* **Required action**
Only the lines with "warn" in the entries below belong in the answer; please copy them.

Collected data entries
//! Key-based attestation tracking for product authenticity claims.
//!
//! Attestation is idempotent: the same party attesting twice leaves the record
//! unchanged, unlike transaction signing where a repeat signature is rejected.

pub mod signature;

use std::collections::BTreeSet;
use std::sync::Arc;

use chrono::{DateTime, Utc};
use serde::{Deserialize, Serialize};
use tracing::{debug, info, warn};

use crate::audit::{AuditEventType, AuditRecord, AuditTrail};
use crate::error::{QuorumError, Result};
use crate::registry::{Key, KeyStore};
use crate::store::{Record, RecordStore, Table, WriteBatch};
use crate::types::{KeyId, SignerId};

pub use self::signature::{Ed25519Verifier, SignatureVerifier, attestation_message};

/// Attestations collected for one subject under one key.
#[derive(Debug, Clone, PartialEq, Eq, Serialize, Deserialize)]
pub struct VerificationRecord {
    pub key_id: KeyId,
    pub subject_id: String,
    pub signer_set: BTreeSet<SignerId>,
    /// Latches to true once the key threshold is met.
    pub verified: bool,
    pub updated_at: DateTime<Utc>,
}

impl VerificationRecord {
    fn storage_id(key_id: &KeyId, subject_id: &str) -> String {
        format!("{}:{}/{}", key_id.as_str().len(), key_id, subject_id)
    }
}

impl Record for VerificationRecord {
    const TABLE: Table = Table::Verifications;

    fn record_id(&self) -> String {
        Self::storage_id(&self.key_id, &self.subject_id)
    }
}

pub struct VerificationService {
    store: RecordStore,
    keys: Arc<KeyStore>,
    verifier: Arc<dyn SignatureVerifier>,
    audit: Arc<AuditTrail>,
    cas_retries: u32,
}

impl VerificationService {
    pub fn new(
        store: RecordStore,
        keys: Arc<KeyStore>,
        verifier: Arc<dyn SignatureVerifier>,
        audit: Arc<AuditTrail>,
        cas_retries: u32,
    ) -> Self {
        Self {
            store,
            keys,
            verifier,
            audit,
            cas_retries: cas_retries.max(1),
        }
    }

    /// Record a party's attestation of `subject_id` and return whether the
    /// subject is now verified under the key.
    pub fn attest(
        &self,
        key_id: &KeyId,
        subject_id: &str,
        signer: &SignerId,
        signature_proof: &[u8],
    ) -> Result<bool> {
        let key = self.active_key(key_id)?;
        if !key.is_authorized(signer) {
            return Err(QuorumError::Authorization(format!(
                "{signer} is not an authorized party of key {key_id}"
            )));
        }

        let message = attestation_message(key_id, subject_id, signer);
        self.verifier
            .verify(&key.public_key, &message, signature_proof)
            .map_err(QuorumError::InvalidSignature)?;

        let record = self.add_signer(&key, subject_id, signer)?;

        // The attestation is committed; key bookkeeping is best effort from here.
        if let Err(e) = self
            .keys
            .set_signature_count(key_id, record.signer_set.len() as u32)
        {
            warn!(key = %key_id, subject = subject_id, "Signature count not updated: {e}");
        }
        if let Err(e) = self.keys.record_usage(key_id) {
            warn!(key = %key_id, subject = subject_id, "Key usage not recorded: {e}");
        }

        info!(
            key = %key_id,
            subject = subject_id,
            %signer,
            signers = record.signer_set.len(),
            threshold = key.threshold,
            verified = record.verified,
            "Attestation recorded"
        );
        self.audit.log(
            AuditRecord::new(
                AuditEventType::Attestation,
                key_id.as_str(),
                format!(
                    "subject {subject_id}: {}/{} attestations, verified={}",
                    record.signer_set.len(),
                    key.threshold,
                    record.verified
                ),
            )
            .by(signer.as_str()),
        );
        Ok(record.verified)
    }

    pub fn is_verified(&self, key_id: &KeyId, subject_id: &str) -> Result<bool> {
        Ok(self
            .get_record(key_id, subject_id)?
            .is_some_and(|r| r.verified))
    }

    pub fn get_record(&self, key_id: &KeyId, subject_id: &str) -> Result<Option<VerificationRecord>> {
        let id = VerificationRecord::storage_id(key_id, subject_id);
        Ok(self.store.load::<VerificationRecord>(&id)?.map(|v| v.value))
    }

    fn active_key(&self, key_id: &KeyId) -> Result<Key> {
        let key = self.keys.get_key(key_id)?;
        if !key.is_active {
            return Err(QuorumError::NotFound(format!("key {key_id} is inactive")));
        }
        Ok(key)
    }

    /// Insert-or-swap the subject's record with `signer` added.
    fn add_signer(&self, key: &Key, subject_id: &str, signer: &SignerId) -> Result<VerificationRecord> {
        let id = VerificationRecord::storage_id(&key.key_id, subject_id);
        let threshold = key.threshold as usize;

        for attempt in 1..=self.cas_retries {
            let now = Utc::now();
            let outcome = match self.store.load::<VerificationRecord>(&id)? {
                Some(current) if current.value.signer_set.contains(signer) => {
                    debug!(key = %key.key_id, subject = subject_id, %signer, "Repeat attestation ignored");
                    return Ok(current.value);
                }
                Some(current) => {
                    let mut next = current.value.clone();
                    next.signer_set.insert(signer.clone());
                    next.verified = next.verified || next.signer_set.len() >= threshold;
                    next.updated_at = now;
                    self.store
                        .commit(WriteBatch::new().swap(current.version, &next)?)
                        .map(|_| next)
                }
                None => {
                    let record = VerificationRecord {
                        key_id: key.key_id.clone(),
                        subject_id: subject_id.to_string(),
                        signer_set: BTreeSet::from([signer.clone()]),
                        verified: threshold <= 1,
                        updated_at: now,
                    };
                    self.store
                        .commit(WriteBatch::new().insert(&record)?)
                        .map(|_| record)
                }
            };

            match outcome {
                Ok(record) => return Ok(record),
                Err(QuorumError::Conflict(reason)) | Err(QuorumError::Duplicate(reason)) => {
                    debug!(key = %key.key_id, subject = subject_id, attempt, %reason, "Attestation lost a race, retrying");
                }
                Err(e) => return Err(e),
            }
        }
        Err(QuorumError::Conflict(format!(
            "verification record for {subject_id} under {} kept changing",
            key.key_id
        )))
    }
}
#[tokio::test]
async fn deactivated_wallet_blocks_execution_of_pending_transactions() {
    let h = start(RecordingLedger::new());
    let e = &h.engine;
    let wallet = e.wallets.create_wallet(signers(&["A", "B", "C"]), 2).unwrap();
    let tx_id = e
        .coordinator
        .propose_transaction(&wallet, &id("A"), "X", 1, OperationType::Transfer, vec![])
        .unwrap();

    e.wallets.deactivate(&wallet).unwrap();

    let err = e.coordinator.sign_transaction(&tx_id, &id("B")).unwrap_err();
    assert!(matches!(err, QuorumError::WalletInactive(_)));
    let tx = e.coordinator.get_transaction(&tx_id).unwrap();
    assert_eq!(tx.status, TxStatus::Pending);
    assert_eq!(tx.signatures, vec![id("A")]);
    assert_eq!(e.wallets.get_wallet(&wallet).unwrap().nonce, 0);

    // The transaction can still be vetoed or left to expire.
    let tx = e.coordinator.reject_transaction(&tx_id, &id("C")).unwrap();
    assert_eq!(tx.status, TxStatus::Rejected);
    assert!(h.ledger.submissions().is_empty());
    h.engine.shutdown().await;
}

#[test]
fn transaction_is_stale_only_after_the_full_ttl() {
    let created = Utc::now();
    let ttl = Duration::seconds(60);
    let tx = PendingTransaction::propose(
        WalletId::from("w"),
        id("A"),
        "X".to_string(),
        1,
        OperationType::Transfer,
        vec![],
        2,
        created,
    );

    assert!(!tx.is_stale(created + ttl, ttl));
    assert!(tx.is_stale(created + ttl + Duration::milliseconds(1), ttl));
}

#[tokio::test(flavor = "multi_thread", worker_threads = 2)]
async fn racing_signers_execute_exactly_once() {
    let h = start(RecordingLedger::new());
    let e = &h.engine;
    let names: Vec<String> = (0..8).map(|i| format!("S{i}")).collect();
    let all: Vec<SignerId> = names.iter().map(|n| SignerId::from(n.as_str())).collect();
    let wallet = e.wallets.create_wallet(all.clone(), 2).unwrap();

    let mut tx_ids = Vec::new();
    for _ in 0..5 {
        tx_ids.push(
            e.coordinator
                .propose_transaction(&wallet, &all[0], "X", 1, OperationType::Transfer, vec![])
                .unwrap(),
        );
    }

    for tx_id in &tx_ids {
        let outcomes: Vec<_> = std::thread::scope(|s| {
            let handles: Vec<_> = all[1..]
                .iter()
                .map(|signer| {
                    let coordinator = &e.coordinator;
                    s.spawn(move || coordinator.sign_transaction(tx_id, signer))
                })
                .collect();
            handles.into_iter().map(|handle| handle.join().unwrap()).collect()
        });

        let winners = outcomes.iter().filter(|r| r.is_ok()).count();
        assert_eq!(winners, 1, "exactly one signer completes the quorum");
        assert!(
            outcomes
                .iter()
                .filter_map(|r| r.as_ref().err())
                .all(|err| matches!(err, QuorumError::State(_)))
        );

        let tx = e.coordinator.get_transaction(tx_id).unwrap();
        assert_eq!(tx.status, TxStatus::Executed);
        assert_eq!(tx.signatures.len(), 2);
    }

    assert_eq!(e.wallets.get_wallet(&wallet).unwrap().nonce, 5);

    let mut nonces: Vec<u64> = tx_ids
        .iter()
        .map(|t| e.coordinator.get_transaction(t).unwrap().executed_nonce.unwrap())
        .collect();
    nonces.sort();
    assert_eq!(nonces, vec![1, 2, 3, 4, 5]);

    let ledger = h.ledger.clone();
    wait_until(|| ledger.submissions().len() == 5).await;
    let submitted: Vec<u64> = h.ledger.submissions().iter().map(|s| s.nonce).collect();
    assert_eq!(submitted, vec![1, 2, 3, 4, 5]);
    h.engine.shutdown().await;
}

#[tokio::test(flavor = "multi_thread", worker_threads = 2)]
async fn concurrent_executions_on_one_wallet_reach_ledger_in_nonce_order() {
    let h = start(RecordingLedger::new());
    let e = &h.engine;
    let wallet = e.wallets.create_wallet(signers(&["A", "B"]), 2).unwrap();

    let tx_ids: Vec<TxId> = (0..10)
        .map(|i| {
            e.coordinator
                .propose_transaction(&wallet, &id("A"), "X", i, OperationType::Transfer, vec![])
                .unwrap()
        })
        .collect();

    std::thread::scope(|s| {
        for tx_id in &tx_ids {
            let coordinator = &e.coordinator;
            s.spawn(move || coordinator.sign_transaction(tx_id, &SignerId::from("B")).unwrap());
        }
    });

    let ledger = h.ledger.clone();
    wait_until(|| ledger.submissions().len() == 10).await;
    let nonces: Vec<u64> = h.ledger.submissions().iter().map(|s| s.nonce).collect();
    assert_eq!(nonces, (1..=10).collect::<Vec<u64>>());
    h.engine.shutdown().await;
}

* **Task result**
use tracing::{debug, info, warn};
            warn!(key = %key_id, subject = subject_id, "Signature count not updated: {e}");
            warn!(key = %key_id, subject = subject_id, "Key usage not recorded: {e}");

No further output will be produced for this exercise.